Dabei ist die blaue Ader in den Stichkabeln vom Kabelverteiler zum Weichenantrieb immer die Ader 1, die auch 400V DC gegen die anderen Adern, und 230 VAC gegen Masse führen kann. 

Die Adern der Stammkabel vom Stellwerk (Schalthaus) zum Kabelverteiler werden die Adern der Reihe nach belegt, ohne das Spannungspotential auf den blauen Adern zu berücksichtigen.

Da die Kabel von allen im Signalbau tätigen Firmen und Betreibern mit eigenen Bautrupps, wie z.B.
Siemens, SEL, Hüsa, Wolper, DB-AG, VPS, OHE, HGK, SSH oder E+H so verwendet und verbaut werden, kann es nicht gegen geltende Vorschriften verstoßen.

Ein anderes Problem bei diesen Systemen stellen die langen Kabelwege da, die mehrere KM betragen können.
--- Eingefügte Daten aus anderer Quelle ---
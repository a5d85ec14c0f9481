//! Model weight acquisition.
//!
//! Weights live in the model cache directory and are fetched over HTTPS the
//! first time the daemon runs. A failed fetch retries with capped
//! exponential backoff before giving up; the caller then runs without a
//! detection pipeline rather than crashing.

use anyhow::{bail, Context, Result};
use std::path::Path;
use std::time::Duration;

pub const ULTRAFACE_FILE: &str = "version-RFB-320.onnx";
pub const FERPLUS_FILE: &str = "emotion-ferplus-8.onnx";

const ULTRAFACE_URL: &str = "https://github.com/onnx/models/raw/main/validated/vision/body_analysis/ultraface/models/version-RFB-320.onnx";
const FERPLUS_URL: &str = "https://github.com/onnx/models/raw/main/validated/vision/body_analysis/emotion_ferplus/model/emotion-ferplus-8.onnx";

const FETCH_ATTEMPTS: u32 = 3;
const FETCH_BACKOFF_BASE: Duration = Duration::from_millis(500);

/// Make sure both model files exist under `model_dir`, fetching any that
/// are missing. Resolves before polling may begin.
pub async fn ensure_weights(model_dir: &Path) -> Result<()> {
    fetch_if_missing(&model_dir.join(ULTRAFACE_FILE), ULTRAFACE_URL).await?;
    fetch_if_missing(&model_dir.join(FERPLUS_FILE), FERPLUS_URL).await?;
    Ok(())
}

async fn fetch_if_missing(dest: &Path, url: &str) -> Result<()> {
    if dest.exists() {
        tracing::debug!(path = %dest.display(), "weights already present");
        return Ok(());
    }

    if let Some(parent) = dest.parent() {
        tokio::fs::create_dir_all(parent)
            .await
            .with_context(|| format!("creating model dir {}", parent.display()))?;
    }

    for attempt in 1..=FETCH_ATTEMPTS {
        tracing::info!(url, attempt, "fetching model weights");
        match fetch(url).await {
            Ok(bytes) => {
                // Write to a temp name first so a partial download never
                // masquerades as a valid model on the next run.
                let tmp = dest.with_extension("part");
                tokio::fs::write(&tmp, &bytes)
                    .await
                    .with_context(|| format!("writing {}", tmp.display()))?;
                tokio::fs::rename(&tmp, dest)
                    .await
                    .with_context(|| format!("renaming into {}", dest.display()))?;
                tracing::info!(path = %dest.display(), size = bytes.len(), "weights fetched");
                return Ok(());
            }
            Err(err) if attempt < FETCH_ATTEMPTS => {
                let backoff = FETCH_BACKOFF_BASE * 2u32.pow(attempt - 1);
                tracing::warn!(error = %err, backoff_ms = backoff.as_millis() as u64, "fetch failed, retrying");
                tokio::time::sleep(backoff).await;
            }
            Err(err) => {
                return Err(err.context(format!("fetching {url} after {FETCH_ATTEMPTS} attempts")));
            }
        }
    }

    bail!("unreachable: fetch loop exhausted without returning")
}

async fn fetch(url: &str) -> Result<Vec<u8>> {
    let response = reqwest::get(url).await?.error_for_status()?;
    Ok(response.bytes().await?.to_vec())
}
Da kann man die Sicherungen kaum so wählen, dass ein Auslösen der Sicherung bei Kurzschluß gewährleistet ist. Eine Überwachung der Außenanlagen mit Isolationswächter ist auch nur bei kleinen Anlagen möglich, da das Kabelnetz dafür meist zu groß ist.

Limbo


----------



## cth (14 Dezember 2004)

Tja Limbo,

gemäß Deiner Aussage zur Kabelbezeichnung ist die VDE dort auf dem richtigen Weg.
Es muß sich also um eine andere Kabelbezeichnung / -Typ handeln.
Ich bin deshalb daran interresiert, wegen dem Problem des A2Y Kabels in Motorklemmkästen.(Schilderung im vorherigen Beitrag)
Und einer gemeinsammen Führung der Netzspannung mit einem Thermistorstromkreis
spricht gemäß VDE nichts im Wege, so wie bei den Weichen mit AC und DC Strommkreisen.

Gruß Christian


----------



## Limbo (15 Dezember 2004)

cth schrieb:
			
		

> gemäß Deiner Aussage zur Kabelbezeichnung ist die VDE dort auf dem richtigen Weg.
> Es muß sich also um eine andere Kabelbezeichnung / -Typ handeln.
> Ich bin deshalb daran interresiert, wegen dem Problem des A2Y Kabels in Motorklemmkästen.(Schilderung im vorherigen Beitrag)
> Und einer gemeinsammen Führung der Netzspannung mit einem Thermistorstromkreis
> spricht gemäß VDE nichts im Wege, so wie bei den Weichen mit AC und DC Strommkreisen.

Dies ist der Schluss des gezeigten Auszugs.